The Archbishop of Australia presided over the Divine Liturgy in an atmosphere charged with emotion at the Cathedral of the Annunciation in Sydney on the 6th of January 2021. He also presided over the Great Blessing of the Waters service and addressed the faithful. In particular, he spoke about the history and meaning of the Feast of the Epiphany, which is the last of the feasts of the Twelve Days of Christmas, also known as Twelvetide.
Moreover, he recalled that on the day of the Epiphany the Orthodox Church celebrated the first revelation of the three Persons of the Holy Trinity before humans. This event occurred during the Baptism of Christ in the Jordan River by John the Baptist.
He also referred to the Sacrament of Baptism, which marks the entry of every believer into the Church. On the day of Baptism, he explained, a rebirth of humans takes place and, therefore, their sinful past is gone. It is as if they opened a new page in their lives. “That is why every person who is baptised, then dresses in a pristine white robe,” he said, “because the white colour marks the new beginning in their lives, following the Baptism in the name of the Holy Trinity.”

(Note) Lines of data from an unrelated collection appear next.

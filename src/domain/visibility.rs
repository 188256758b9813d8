/// Fog-of-war: per-tile reveal timers plus the player's ambient radius.
///
/// A tile's visibility is the brighter of two signals:
///   - **glow**: `timer / reveal_duration`, left behind by a sonar pulse
///     and fading linearly to zero;
///   - **ambient**: `1 − dist/ambient_radius` around the player.
///
/// Visibility is radial. Walls do not occlude either signal, so a tile
/// behind a wall inside the ambient radius is still visible.

use super::grid::{Grid, Pos};

/// Keeps the falloff strictly positive at exactly `radius`.
pub const REVEAL_EPSILON: f32 = 1e-3;

#[derive(Clone, Debug)]
pub struct VisibilityField {
    width: usize,
    height: usize,
    timers: Vec<f32>,
    reveal_duration: f32,
    ambient_radius: f32,
}

impl VisibilityField {
    pub fn new(grid: &Grid, reveal_duration: f32, ambient_radius: f32) -> Self {
        VisibilityField {
            width: grid.width(),
            height: grid.height(),
            timers: vec![0.0; grid.len()],
            reveal_duration,
            ambient_radius,
        }
    }

    #[inline]
    fn index(&self, p: Pos) -> Option<usize> {
        if p.x < 0 || p.y < 0 { return None; }
        let (x, y) = (p.x as usize, p.y as usize);
        (x < self.width && y < self.height).then(|| y * self.width + x)
    }

    pub fn reveal_duration(&self) -> f32 { self.reveal_duration }

    /// Seconds of glow left on a tile (0 outside the grid).
    pub fn timer_at(&self, p: Pos) -> f32 {
        self.index(p).map_or(0.0, |i| self.timers[i])
    }

    /// Light every tile within `radius` of `center`, brightest at the center.
    /// Never lowers a timer that is already higher.
    pub fn reveal_tiles(&mut self, center: Pos, radius: f32) {
        let reach = radius.max(0.0).ceil() as i32;
        for y in (center.y - reach)..=(center.y + reach) {
            for x in (center.x - reach)..=(center.x + reach) {
                let p = Pos::new(x, y);
                let Some(i) = self.index(p) else { continue };
                let d = center.distance(p);
                if d > radius { continue; }
                let value = self.reveal_duration * (1.0 - d / (radius + REVEAL_EPSILON));
                if value > self.timers[i] {
                    self.timers[i] = value;
                }
            }
        }
    }

    /// Decay every timer by `delta`, floored at zero.
    pub fn tick(&mut self, delta: f32) {
        for t in &mut self.timers {
            *t = (*t - delta).max(0.0);
        }
    }

    /// Combined visibility of `tile` as seen by a player at `player`, in [0, 1].
    pub fn visibility_at(&self, player: Pos, tile: Pos) -> f32 {
        let glow = if self.reveal_duration > 0.0 {
            (self.timer_at(tile) / self.reveal_duration).clamp(0.0, 1.0)
        } else {
            0.0
        };
        let ambient = if self.ambient_radius > 0.0 {
            (1.0 - player.distance(tile) / self.ambient_radius).max(0.0)
        } else {
            0.0
        };
        glow.max(ambient)
    }

    pub fn clear(&mut self) {
        self.timers.fill(0.0);
    }
}

#[cfg(test)]
mod tests {
    use super::*;

    fn field(w: usize, h: usize) -> VisibilityField {
        VisibilityField::new(&Grid::open(w, h), 2.0, 2.0)
    }

    #[test]
    fn reveal_is_monotonic_and_peaks_at_center() {
        let mut f = field(9, 9);
        let c = Pos::new(4, 4);
        f.reveal_tiles(Pos::new(2, 4), 3.0);
        let before: Vec<f32> = (0..81).map(|i| f.timers[i]).collect();

        f.reveal_tiles(c, 3.0);

        let grid = Grid::open(9, 9);
        let center = f.timer_at(c);
        assert!((center - 2.0).abs() < 1e-6);
        for p in grid.positions() {
            let i = grid.index(p);
            assert!(f.timers[i] >= before[i], "timer dropped at {p}");
            if c.distance(p) <= 3.0 {
                assert!(f.timers[i] <= center);
            }
        }
    }

    #[test]
    fn reveal_falloff_and_cutoff() {
        let mut f = field(9, 9);
        f.reveal_tiles(Pos::new(4, 4), 3.0);
        // inside the radius, near zero at the edge
        let edge = f.timer_at(Pos::new(7, 4));
        assert!(edge > 0.0 && edge < 0.01);
        let mid = f.timer_at(Pos::new(5, 4));
        assert!(mid > edge && mid < 2.0);
        // outside the radius: untouched
        assert_eq!(f.timer_at(Pos::new(8, 4)), 0.0);
        assert_eq!(f.timer_at(Pos::new(7, 7)), 0.0);
    }

    #[test]
    fn reveal_clips_at_grid_edge() {
        let mut f = field(3, 3);
        f.reveal_tiles(Pos::new(0, 0), 5.0);
        assert!(f.timer_at(Pos::new(2, 2)) > 0.0);
        assert_eq!(f.timer_at(Pos::new(-1, 0)), 0.0);
    }

    #[test]
    fn decay_reaches_exact_zero() {
        let mut f = field(5, 5);
        f.reveal_tiles(Pos::new(2, 2), 2.0);
        let delta = 0.25;
        let ticks = (f.reveal_duration() / delta) as usize;
        for _ in 0..ticks {
            f.tick(delta);
        }
        assert!(f.timers.iter().all(|&t| t == 0.0));
        f.tick(delta);
        assert!(f.timers.iter().all(|&t| t == 0.0));
    }

    #[test]
    fn visibility_is_max_of_glow_and_ambient() {
        let mut f = field(9, 9);
        let player = Pos::new(0, 0);
        // ambient only
        assert!((f.visibility_at(player, player) - 1.0).abs() < 1e-6);
        assert!((f.visibility_at(player, Pos::new(1, 0)) - 0.5).abs() < 1e-6);
        assert_eq!(f.visibility_at(player, Pos::new(6, 6)), 0.0);

        // glow on a far tile
        f.reveal_tiles(Pos::new(6, 6), 1.0);
        assert!((f.visibility_at(player, Pos::new(6, 6)) - 1.0).abs() < 1e-6);
        f.tick(1.0);
        assert!((f.visibility_at(player, Pos::new(6, 6)) - 0.5).abs() < 1e-6);
    }

    #[test]
    fn walls_do_not_occlude() {
        let grid = Grid::from_rows(&[
            ".#.",
        ]);
        let f = VisibilityField::new(&grid, 2.0, 3.0);
        assert!(f.visibility_at(Pos::new(0, 0), Pos::new(2, 0)) > 0.0);
    }
}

He added that all people made mistakes and sins throughout their lives and, as a result, they soiled the white robe that they wore after their Baptism. “The Church invites us through the sacraments and through confession to renew our Baptism so as to always be cleansed and blessed as we were that very first day of our Baptism,” he pointed out. “So, when the time comes, we will be able to leave Earth, put on the white robe and appear before Christ. We will tell Christ that we had loved Him during our lives. Even though we had weaknesses, we made mistakes and we committed sins, we constantly asked for His Mercy and Forgiveness. We will beg Him to ignore our mistakes, our failures and our sins and to pay attention to our struggle and our willingness to remain close to Him by becoming a part of His Kingdom,” he stressed.
At the end of his homily, the Archbishop wished everyone all the best and hoped that they would all have the enlightenment of God in their lives. “The Great Blessing of the Waters service is an occasion for all of you to be blessed all as well. May God bless you and enlight you!” he added.